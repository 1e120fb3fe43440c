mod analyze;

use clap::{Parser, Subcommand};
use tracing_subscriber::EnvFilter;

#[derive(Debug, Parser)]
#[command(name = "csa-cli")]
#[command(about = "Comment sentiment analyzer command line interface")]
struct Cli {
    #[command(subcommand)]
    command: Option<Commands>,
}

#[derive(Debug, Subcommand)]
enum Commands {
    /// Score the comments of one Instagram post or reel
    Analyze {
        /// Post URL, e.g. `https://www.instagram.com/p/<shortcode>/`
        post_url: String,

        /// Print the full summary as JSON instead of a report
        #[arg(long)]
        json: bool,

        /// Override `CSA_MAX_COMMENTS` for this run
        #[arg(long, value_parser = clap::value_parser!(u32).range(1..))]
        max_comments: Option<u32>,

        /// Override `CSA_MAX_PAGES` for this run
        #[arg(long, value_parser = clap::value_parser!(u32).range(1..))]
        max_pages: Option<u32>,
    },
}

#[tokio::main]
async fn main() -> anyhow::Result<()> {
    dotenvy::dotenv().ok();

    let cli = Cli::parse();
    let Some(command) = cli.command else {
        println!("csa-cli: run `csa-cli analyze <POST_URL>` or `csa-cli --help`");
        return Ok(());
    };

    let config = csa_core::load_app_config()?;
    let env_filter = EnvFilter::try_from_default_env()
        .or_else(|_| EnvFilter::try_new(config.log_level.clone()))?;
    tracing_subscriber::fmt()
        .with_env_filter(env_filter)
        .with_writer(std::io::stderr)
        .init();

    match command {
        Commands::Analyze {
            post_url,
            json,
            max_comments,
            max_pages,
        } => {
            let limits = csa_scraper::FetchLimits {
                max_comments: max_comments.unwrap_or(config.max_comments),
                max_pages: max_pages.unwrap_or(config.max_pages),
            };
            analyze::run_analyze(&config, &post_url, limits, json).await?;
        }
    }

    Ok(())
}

....

*Work required:*
Wherever the string "config" appears in a line of the records above, copy that line.

*Response:*
    let config = csa_core::load_app_config()?;
        .or_else(|_| EnvFilter::try_new(config.log_level.clone()))?;
                max_comments: max_comments.unwrap_or(config.max_comments),
                max_pages: max_pages.unwrap_or(config.max_pages),
            analyze::run_analyze(&config, &post_url, limits, json).await?;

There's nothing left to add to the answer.